LPA Williams toured the facility.

LPA Williams observed a visitor log/temperature check, masks, and disinfection station at the front entrance. Facility has one entry and exit point. Hand sanitizer was readily available to residents and visitors. Social distancing is maintained in the common areas. Hand washing signs were observed in the bathrooms. LPA Williams advised the Administrator to hang following signs in the common areas; cough etiquette, recognizing symptoms, and physical distancing.

LPA Williams observed a two day supply of perishable food and seven day supply of non-perishable food. Cleaning supplies and medications were observed behind a locked door. LPA Williams observed the following personal protective equipment in storage; gown,gloves, and masks. Administrator has access to face shields at a offsite location.

LPA Williams observed staff training records regarding Covid-19 mitigation and infection control. LPA Williams observed all facility staff wearing masks. Resident’s files have updated emergency contact information.

No deficiencies were cited.

LPA Williams requested the following documents be sent to the Department by 11/4/2021; Personnel Report (LIC 500), Designation of facility (LIC 309), and Administrator Certificate.
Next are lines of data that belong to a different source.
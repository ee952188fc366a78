//! Wiring a [`RewardSubmitter`] from configuration.
//!
//! The owner account is created through a factory map keyed by
//! implementation name, so `account.primary` selects which credential source
//! is used. The connector defaults to alloy over HTTP and can be swapped.

use crate::submitter::{RewardSubmitter, SubmitterSettings};
use reward_account::{AccountError, AccountFactory, AccountService};
use reward_config::Config;
use reward_delivery::implementations::evm::alloy::AlloyConnector;
use reward_delivery::{DeliveryConnector, NonceManager};
use std::collections::HashMap;
use std::sync::Arc;
use thiserror::Error;

/// Errors that can occur while building a submitter.
#[derive(Debug, Error)]
pub enum BuilderError {
	#[error("Configuration error: {0}")]
	Config(String),
	#[error("Owner credential unavailable: {0}")]
	Credential(#[source] AccountError),
	#[error("Missing required component: {0}")]
	MissingComponent(String),
}

/// Every account implementation compiled into the workspace, by name.
pub fn account_factories() -> HashMap<String, AccountFactory> {
	reward_account::get_all_implementations()
		.into_iter()
		.map(|(name, factory)| (name.to_string(), factory))
		.collect()
}

/// Builder for [`RewardSubmitter`].
pub struct RewardSubmitterBuilder {
	config: Config,
	connector: Option<Arc<dyn DeliveryConnector>>,
	nonces: Option<Arc<NonceManager>>,
}

impl RewardSubmitterBuilder {
	pub fn new(config: Config) -> Self {
		Self {
			config,
			connector: None,
			nonces: None,
		}
	}

	/// Replaces the default alloy connector.
	pub fn with_connector(mut self, connector: Arc<dyn DeliveryConnector>) -> Self {
		self.connector = Some(connector);
		self
	}

	/// Shares a nonce manager with other submitters in the process.
	pub fn with_nonce_manager(mut self, nonces: Arc<NonceManager>) -> Self {
		self.nonces = Some(nonces);
		self
	}

	/// Creates the primary account and assembles the submitter.
	pub async fn build(
		self,
		account_factories: &HashMap<String, AccountFactory>,
	) -> Result<RewardSubmitter, BuilderError> {
		let primary = self.config.account.primary.as_str();
		let account_config = self.config.account.implementations.get(primary).ok_or_else(|| {
			BuilderError::Config(format!(
				"Primary account '{}' has no configuration table",
				primary
			))
		})?;
		let factory = account_factories.get(primary).ok_or_else(|| {
			BuilderError::MissingComponent(format!("account implementation '{}'", primary))
		})?;

		let implementation = match factory(account_config) {
			Ok(implementation) => implementation,
			Err(e) => {
				tracing::error!(
					component = "account",
					implementation = %primary,
					error = %e,
					"Failed to create account implementation"
				);
				return Err(BuilderError::Credential(e));
			},
		};
		implementation
			.config_schema()
			.validate(account_config)
			.map_err(|e| {
				BuilderError::Config(format!(
					"Invalid configuration for account implementation '{}': {}",
					primary, e
				))
			})?;
		let account = Arc::new(AccountService::new(implementation));

		let owner = account.get_address().await.map_err(BuilderError::Credential)?;
		tracing::info!(component = "account", implementation = %primary, %owner, "Loaded");

		let contract = self
			.config
			.contract
			.address()
			.map_err(|e| BuilderError::Config(e.to_string()))?;
		let default_recipient = self
			.config
			.contract
			.default_recipient()
			.map_err(|e| BuilderError::Config(e.to_string()))?;

		let settings = SubmitterSettings {
			network: self.config.network.clone(),
			contract,
			default_recipient,
			gas_limit: self.config.transaction.gas_limit,
			gas_price: u128::from(self.config.transaction.gas_price),
			token_symbol: self.config.token.symbol.clone(),
			decimals: self.config.token.decimals,
		};

		let connector = self
			.connector
			.unwrap_or_else(|| Arc::new(AlloyConnector) as Arc<dyn DeliveryConnector>);
		let nonces = self.nonces.unwrap_or_default();

		tracing::info!(
			rpc_url = %settings.network.rpc_url,
			%contract,
			gas_limit = settings.gas_limit,
			"Reward submitter ready"
		);

		Ok(RewardSubmitter::new(settings, account, connector, nonces))
	}
}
Exit interview was conducted and a copy of this report was provided.
SUPERVISORS NAME: Serigy Pidgirny
LICENSING EVALUATOR NAME: Darius Williams
LICENSING EVALUATOR SIGNATURE: DATE: 10/28/2021
I acknowledge receipt of this form and understand my licensing appeal rights as explained and received.
FACILITY REPRESENTATIVE SIGNATURE: DATE: 10/28/2021
This report must be available at Child Care and Group Home facilities for public review for 3 years.